Considering the significant heterogeneity among studies (P=0.017, I²=61.1%), the random-effect model was used and a subgroup analysis was performed by considering different ethnicities or the population of the participants to estimate the combined effect of BRCA1 methylation. BRCA1 methylation was significantly associated with a poor OS and DFS of breast cancer in the univariate and multivariate analysis (Figs. 2 and 3 and Table III). The combined HR was 1.76 (1.15–2.68) and 1.97 (1.12–3.44) for univariate analysis and multivariate analysis of OS, respectively. For studies of DFS, the pooled HR was 1.28 (0.68–2.43) and 1.64 (0.64–4.19), respectively. The combined HRs (95% CIs) on OS by univariate analysis was 2.16 (1.21–3.86) for the Asian population, which was significantly higher than 1.21 (0.44–3.28) for the European population. All the combined HR scores in the present study are different from the study of Wu et al (9). They over-estimated the risk of fatality by using the OR instead of HR value from the Karray-Chouayekh study (29) and using the incorrect value of OS in the Xu et al study (23).
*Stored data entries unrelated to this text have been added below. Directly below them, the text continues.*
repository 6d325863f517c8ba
use chrono::Utc;
use rusqlite::{params, Connection, OptionalExtension};

// ── Storage entries ──

pub fn get_storage_entry(conn: &Connection, key: &str) -> anyhow::Result<Option<String>> {
    let value = conn
        .query_row(
            "SELECT value FROM storage WHERE key = ?1",
            params![key],
            |row| row.get(0),
        )
        .optional()?;
    Ok(value)
}

pub fn set_storage_entry(conn: &Connection, key: &str, value: &str) -> anyhow::Result<()> {
    let now = Utc::now().naive_utc().format("%Y-%m-%d %H:%M:%S").to_string();
    conn.execute(
        "INSERT INTO storage (key, value, updated_at)
         VALUES (?1, ?2, ?3)
         ON CONFLICT(key) DO UPDATE SET
           value = excluded.value,
           updated_at = excluded.updated_at",
        params![key, value, now],
    )?;
    Ok(())
}
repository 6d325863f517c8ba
pub mod lookup;
pub mod pricing;
pub mod scheduling;
pub mod store;
pub mod wizard;
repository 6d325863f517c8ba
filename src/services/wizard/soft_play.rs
use serde::Deserialize;

use crate::models::{Activity, BookingDetails, FieldErrors, Guests, SlotHours};
use crate::services::pricing;

use super::ActivityForm;

pub const MAX_CHILDREN: u32 = 10;

/// Soft play takes its last start at 18:30.
const SOFT_PLAY_HOURS: SlotHours = SlotHours {
    first_hour: 10,
    last_hour: 18,
};

#[derive(Debug, Clone, PartialEq, Deserialize)]
#[serde(default)]
pub struct SoftPlayForm {
    pub children: u32,
}

impl Default for SoftPlayForm {
    fn default() -> Self {
        Self { children: 1 }
    }
}

impl ActivityForm for SoftPlayForm {
    const ACTIVITY: Activity = Activity::SoftPlay;

    fn validate(&self) -> FieldErrors {
        let mut errors = FieldErrors::new();
        if !(1..=MAX_CHILDREN).contains(&self.children) {
            errors.insert("children", format!("Please select 1-{MAX_CHILDREN} children"));
        }
        errors
    }

    fn total_price(&self) -> f64 {
        pricing::soft_play_price(self.children)
    }

    fn guests(&self) -> Guests {
        Guests {
            adults: None,
            children: Some(self.children),
        }
    }

    /// Every session is the standard two hours.
    fn details(&self) -> BookingDetails {
        BookingDetails {
            duration: Some(pricing::SOFT_PLAY_SESSION_MINUTES),
            ..Default::default()
        }
    }

    fn slot_hours(&self) -> SlotHours {
        SOFT_PLAY_HOURS
    }
}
The majority of the studies identified that BRCA1 promoter methylation is correlated with poor survival, as shown in the present meta-analysis. However, an opposing opinion remains as BRCA1 promoter methylation is a protective factor in 2 studies [Krasteva et al (22) and Ignatov et al (21)]. To explore this difference, we identified that they used different primers. In the Krasteva et al (22) and Ignatov et al (21) studies, which found a better clinical prognosis in patients with BRCA1 promoter methylation, they used Baldwin's primer (30) while others used Esteller's primer (31). The two primer sequences were blasted to the human genome in the NCBI database to find the amplified regions. The two primers are for different regions where there was a different concentration of GC-rich regions. The Baldwin primer exhibited a larger amplification that contained more GC-rich regions and included the transcriptional start point (Fig. 4). Therefore, the difference of BRCA1 promoter methylation in the region of chr17: 43, 125, 429-43, 125, 541 (GRCh38 assembly) may affect the different prognosis. However, all of these require more testing by molecular-biological experiments to confirm.
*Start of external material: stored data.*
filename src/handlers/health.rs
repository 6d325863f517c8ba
use axum::Json;

pub async fn health() -> Json<serde_json::Value> {
    Json(serde_json::json!({ "status": "ok" }))
}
The number of patients who carried BRCA1 methylation and one of the negative statuses of ER, PR, HER2 or triple-negative were extracted for the cases, as well as the number of patients without promoter methylation of BRCA1 correspondingly for the controls. The correlations between BRCA1 methylation and the negative status of different breast cancer-related receptors were meta-analyzed separately. The results of the association between hormone receptors that were negative, BRCA1 promoter methylation and the heterogeneity test are shown in Table IV. The overall results suggested that, particularly for the Asian populations, all the receptors negativity listed in Table II are associated with the BRCA1 promoter methylation. Patients with those estrogen, progesterone and epidermal growth factor-related negative receptors were more likely to be negative for the BRCA1 protein (OR>1.247, P<0.014). However, further molecular-biological experiments are required to determine whether the correlation is spurious, as the receptor and BRCA1 promoter methylation are associated with breast cancer.

The Patsopoulos method (32) was used to test if an individual study affected the heterogeneity in the OS and DFS analysis. As a result, if the Jing et al (28) and Sharma et al (26) studies were removed the heterogeneity disappeared (I²=17.3%, P=0.30). Funnel plot and Begg's test were performed to check the publication bias, and they suggest the absence of publication bias. The Begg's test for OS and DFS were P=0.187 and P=0.625, respectively.